Dear Ella: All you have is your integrity. If you compromise your basic values today, what will you do tomorrow? That’s a question you must contemplate now. If your boss is willing to ask you to cheat to save him, what do you think he will ask you to do next? The possibilities are endless, and none of them bodes well for you. You are in a position now where you may have to choose your honor, even if it means putting your job at risk.
Does that sound nuts? Maybe. But think about it. Once you are willing to cheat for another, you prove to yourself and the other person that you are willing to be dishonest, that you can be “bought,” as it were, for a price — whether the price is your job or something else. Are you ready to live with that reflection of your personality?
If not, don’t do it. Tell your boss that while you are perfectly willing to do anything ethical to support your department, you are unwilling to break the rules. Tell him that you are happy to ask to make a copy of the document in question, even if that means you will have to take heat from the big bosses. Offer to be the fall guy for securing the document through “legal” means, but make it clear that you will not covertly “steal” the document.
Report your boss’ request to human resources if you are concerned about repercussions.

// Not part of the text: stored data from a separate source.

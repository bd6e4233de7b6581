//! # Port allocation for backend servers.
//!
//! [`PortAllocator`] hands out unique listening ports from declared ranges
//! and reclaims them on release.
//!
//! ## Rules
//! - A port stays taken from acquisition until explicit [`release`](PortAllocator::release),
//!   even if the acquiring spawn transaction later fails — releasing is the
//!   transaction's responsibility.
//! - [`acquire_in_range`](PortAllocator::acquire_in_range) returns the
//!   smallest free port; the per-port insert is atomic, so two concurrent
//!   callers can never be handed the same port.
//! - Release is idempotent.

use dashmap::DashSet;

use crate::error::{OrchestratorError, Result};

/// Set of taken ports shared by static and dynamic allocation.
pub struct PortAllocator {
    taken: DashSet<u16>,
}

impl PortAllocator {
    /// Creates an allocator with no ports taken.
    pub fn new() -> Self {
        Self {
            taken: DashSet::new(),
        }
    }

    /// Acquires the smallest free port in `[lo, hi]` (inclusive).
    ///
    /// Errors with [`OrchestratorError::PortsExhausted`] when every port in
    /// the range is taken.
    pub fn acquire_in_range(&self, lo: u16, hi: u16) -> Result<u16> {
        for port in lo..=hi {
            // insert() returns true only for the caller that newly inserted
            // the key, so the smallest-free scan is race-free per port.
            if self.taken.insert(port) {
                return Ok(port);
            }
        }
        Err(OrchestratorError::PortsExhausted { lo, hi })
    }

    /// Acquires a specific port, used for static servers with fixed ports.
    ///
    /// Returns `false` if the port was already taken.
    pub fn acquire(&self, port: u16) -> bool {
        self.taken.insert(port)
    }

    /// Releases a port back to the pool. Idempotent.
    pub fn release(&self, port: u16) {
        self.taken.remove(&port);
    }

    /// True if the port is currently taken.
    pub fn is_taken(&self, port: u16) -> bool {
        self.taken.contains(&port)
    }

    /// Number of currently taken ports.
    pub fn taken_count(&self) -> usize {
        self.taken.len()
    }

    /// Number of free ports remaining in `[lo, hi]`.
    pub fn free_in_range(&self, lo: u16, hi: u16) -> usize {
        (lo..=hi).filter(|p| !self.taken.contains(p)).count()
    }
}

impl Default for PortAllocator {
    fn default() -> Self {
        Self::new()
    }
}

#[cfg(test)]
mod tests {
    use super::*;

    #[test]
    fn hands_out_smallest_free_port() {
        let alloc = PortAllocator::new();
        assert_eq!(alloc.acquire_in_range(6100, 6200).unwrap(), 6100);
        assert_eq!(alloc.acquire_in_range(6100, 6200).unwrap(), 6101);
        alloc.release(6100);
        assert_eq!(alloc.acquire_in_range(6100, 6200).unwrap(), 6100);
    }

    #[test]
    fn exhaustion_is_an_error() {
        let alloc = PortAllocator::new();
        assert_eq!(alloc.acquire_in_range(6100, 6101).unwrap(), 6100);
        assert_eq!(alloc.acquire_in_range(6100, 6101).unwrap(), 6101);
        let err = alloc.acquire_in_range(6100, 6101).unwrap_err();
        assert_eq!(err.as_label(), "ports_exhausted");
    }

    #[test]
    fn specific_acquisition_conflicts() {
        let alloc = PortAllocator::new();
        assert!(alloc.acquire(6000));
        assert!(!alloc.acquire(6000));
        alloc.release(6000);
        assert!(alloc.acquire(6000));
    }

    #[test]
    fn release_is_idempotent() {
        let alloc = PortAllocator::new();
        assert!(alloc.acquire(6005));
        alloc.release(6005);
        alloc.release(6005);
        assert!(!alloc.is_taken(6005));
        assert_eq!(alloc.taken_count(), 0);
    }

    #[test]
    fn free_in_range_counts_holes() {
        let alloc = PortAllocator::new();
        alloc.acquire(6101);
        alloc.acquire(6103);
        assert_eq!(alloc.free_in_range(6100, 6104), 3);
    }
}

Addressing the Smell of Someone He Loves
DEAR HARRIETTE: My girlfriend has significant body odor. I love her and can’t think of being with anyone else. But the BO is serious. Sometimes I can’t stand it. Her work gets her sweaty, I know. She has a physical job. But when she comes to see me, I need her to take a shower or something! Is that too much to ask? If we are going to stay together, I am really going to need her to get this under control. I don’t want to hurt her feelings, but I know me. It won’t work. — Larry, Washington, D.C.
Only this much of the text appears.